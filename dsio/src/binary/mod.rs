//! Binary dataset codec
//!
//! A binary dataset is written as a storage pair:
//!
//! - `<path>.meta`: four text lines, `BINARY`, rows, cols, element type
//! - `<path>`: raw row-major little-endian element bytes
//!
//! The metadata artifact is always written before the payload and read
//! before it. When it is missing, the caller must supply the shape through
//! [`LoadOptions`].

mod payload;

#[cfg(feature = "async")]
mod async_io;

#[cfg(feature = "async")]
pub use async_io::save_async;

use crate::artifact::{meta_path, write_artifact};
use crate::dataset::{for_data_type, DatasetElement, DynamicDataset, Matrix};
use crate::error::{Error, IoResultExt, Result};
use crate::{LoadOptions, SaveOptions};
use dsio_core::constants::{BINARY_TAG, DEFAULT_DATA_TYPE, TAG_LEN};
use dsio_core::validation::{payload_len, to_usize};
use dsio_core::{DataType, MetaRecord};
use std::fs::{self, File};
use std::io::Read;
use std::path::Path;
use tracing::{debug, info, warn};

/// Metadata record describing a matrix
pub fn meta_record<T: DatasetElement>(matrix: &Matrix<T>) -> MetaRecord {
    MetaRecord::new(matrix.nrows() as u64, matrix.ncols() as u64, T::data_type())
}

/// Save with default [`SaveOptions`]
pub fn save<T: DatasetElement>(matrix: &Matrix<T>, path: impl AsRef<Path>) -> Result<()> {
    save_with(matrix, path, &SaveOptions::default())
}

/// Write the metadata artifact, then the payload
pub fn save_with<T: DatasetElement>(
    matrix: &Matrix<T>,
    path: impl AsRef<Path>,
    options: &SaveOptions,
) -> Result<()> {
    let path = path.as_ref();
    let record = meta_record(matrix);
    let meta = meta_path(path);

    write_artifact(&meta, record.to_text().as_bytes(), options.staged())?;

    let bytes = payload::encode(matrix.as_slice());
    write_artifact(path, &bytes, options.staged())?;

    info!(
        path = %path.display(),
        rows = record.rows,
        cols = record.cols,
        dtype = %record.data_type,
        "binary dataset saved"
    );
    Ok(())
}

/// Read and parse the metadata artifact for `path`, if one exists
pub fn read_meta(path: impl AsRef<Path>) -> Result<Option<MetaRecord>> {
    let meta = meta_path(path.as_ref());
    let text = match fs::read(&meta) {
        Ok(bytes) => bytes,
        Err(err) if err.kind() == std::io::ErrorKind::NotFound => return Ok(None),
        Err(err) => return Err(Error::io(&meta, err)),
    };
    let text = String::from_utf8_lossy(&text);

    let record = MetaRecord::parse(&text).map_err(|err| Error::format(&meta, err))?;
    let extra = MetaRecord::trailing_lines(&text);
    if extra > 0 {
        warn!(path = %meta.display(), lines = extra, "ignoring trailing metadata lines");
    }
    Ok(Some(record))
}

/// Resolve shape and element type from metadata or caller options
fn resolve(path: &Path, options: &LoadOptions) -> Result<(usize, usize, DataType)> {
    if let Some(record) = read_meta(path)? {
        let overridden = options.rows().is_some_and(|rows| rows as u64 != record.rows)
            || options.cols().is_some_and(|cols| cols as u64 != record.cols)
            || options.data_type().is_some_and(|dt| dt != record.data_type);
        if overridden {
            debug!(path = %path.display(), "metadata overrides caller shape");
        }
        let meta = meta_path(path);
        let rows = to_usize(record.rows).map_err(|err| Error::format(&meta, err))?;
        let cols = to_usize(record.cols).map_err(|err| Error::format(&meta, err))?;
        return Ok((rows, cols, record.data_type));
    }

    let (rows, cols) = options.shape().ok_or_else(|| Error::Configuration {
        path: path.to_path_buf(),
        reason: "no metadata artifact present; rows and cols must be supplied",
    })?;
    Ok((rows, cols, options.data_type().unwrap_or(DEFAULT_DATA_TYPE)))
}

/// Load a binary dataset whose element type is decided at run time
pub fn load(path: impl AsRef<Path>, options: &LoadOptions) -> Result<DynamicDataset> {
    let path = path.as_ref();
    let (rows, cols, data_type) = resolve(path, options)?;
    for_data_type!(data_type, |T| read_payload::<T>(path, rows, cols))
}

/// Load a binary dataset of a known element type
pub fn load_as<T: DatasetElement>(path: impl AsRef<Path>, options: &LoadOptions) -> Result<Matrix<T>> {
    let path = path.as_ref();
    let (rows, cols, data_type) = resolve(path, options)?;
    if data_type != T::data_type() {
        return Err(Error::DataTypeMismatch {
            expected: T::data_type(),
            found: data_type,
        });
    }
    read_payload(path, rows, cols)
}

fn read_payload<T: DatasetElement>(path: &Path, rows: usize, cols: usize) -> Result<Matrix<T>> {
    let expected = payload_len(rows as u64, cols as u64, T::data_type())
        .map_err(|err| Error::format(path, err))?;

    let file = File::open(path).at_path(path)?;
    let actual = file.metadata().at_path(path)?.len();
    if actual < expected {
        return Err(Error::TruncatedData {
            path: path.to_path_buf(),
            expected,
            actual,
        });
    }
    if actual > expected {
        debug!(path = %path.display(), excess = actual - expected, "ignoring bytes past declared shape");
    }

    let len = to_usize(expected).map_err(|err| Error::format(path, err))?;
    let data = payload::read_prefix::<T>(file, path, len)?;
    let matrix = Matrix::from_vec(rows, cols, data)?;

    info!(
        path = %path.display(),
        rows,
        cols,
        dtype = %T::data_type(),
        "binary dataset loaded"
    );
    Ok(matrix)
}

/// Whether the file's first bytes are the `BINARY` tag. Short files are not.
fn has_tag(path: &Path) -> Result<bool> {
    let file = File::open(path).at_path(path)?;
    let mut head = Vec::with_capacity(TAG_LEN);
    file.take(TAG_LEN as u64).read_to_end(&mut head).at_path(path)?;
    Ok(head == BINARY_TAG)
}

/// Sniff for a binary dataset.
///
/// True if `path` starts with the `BINARY` tag, or if `path` is the payload
/// of a storage pair whose metadata artifact does.
pub fn check(path: impl AsRef<Path>) -> Result<bool> {
    let path = path.as_ref();
    if has_tag(path)? {
        return Ok(true);
    }
    let meta = meta_path(path);
    if meta.is_file() {
        return has_tag(&meta);
    }
    Ok(false)
}
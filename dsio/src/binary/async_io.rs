//! Async binary writer built on `tokio::fs`

use super::{meta_record, payload};
use crate::artifact::{meta_path, staging_path};
use crate::dataset::{DatasetElement, Matrix};
use crate::error::{IoResultExt, Result};
use crate::SaveOptions;
use std::path::Path;
use tokio::fs::File as AsyncFile;
use tokio::io::AsyncWriteExt;
use tracing::{info, warn};

async fn write_staged_async(tmp: &Path, path: &Path, bytes: &[u8]) -> Result<()> {
    let mut file = AsyncFile::create(tmp).await.at_path(tmp)?;
    file.write_all(bytes).await.at_path(tmp)?;
    file.flush().await.at_path(tmp)?;
    file.sync_all().await.at_path(tmp)?;
    drop(file);
    tokio::fs::rename(tmp, path).await.at_path(path)
}

async fn write_artifact_async(path: &Path, bytes: &[u8], staged: bool) -> Result<()> {
    if !staged {
        let mut file = AsyncFile::create(path).await.at_path(path)?;
        file.write_all(bytes).await.at_path(path)?;
        return file.flush().await.at_path(path);
    }

    let tmp = staging_path(path);
    let written = write_staged_async(&tmp, path, bytes).await;
    if written.is_err() {
        if let Err(err) = tokio::fs::remove_file(&tmp).await {
            if err.kind() != std::io::ErrorKind::NotFound {
                warn!(path = %tmp.display(), error = %err, "failed to remove staging file");
            }
        }
    }
    written
}

/// Async counterpart of [`super::save_with`]
///
/// Writes the metadata artifact, then the payload, through `tokio::fs`.
pub async fn save_async<T: DatasetElement, P: AsRef<Path>>(
    matrix: &Matrix<T>,
    path: P,
    options: SaveOptions,
) -> Result<()> {
    let path = path.as_ref();
    let record = meta_record(matrix);

    write_artifact_async(&meta_path(path), record.to_text().as_bytes(), options.staged()).await?;

    let bytes = payload::encode(matrix.as_slice());
    write_artifact_async(path, &bytes, options.staged()).await?;

    info!(
        path = %path.display(),
        rows = record.rows,
        cols = record.cols,
        dtype = %record.data_type,
        "binary dataset saved (async)"
    );
    Ok(())
}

========================

• _What this task involves_: Go through the listing, find each line with the word "IoResultExt", and copy it.

• _Solution_:
use crate::error::{Error, IoResultExt, Result};
use crate::error::{IoResultExt, Result};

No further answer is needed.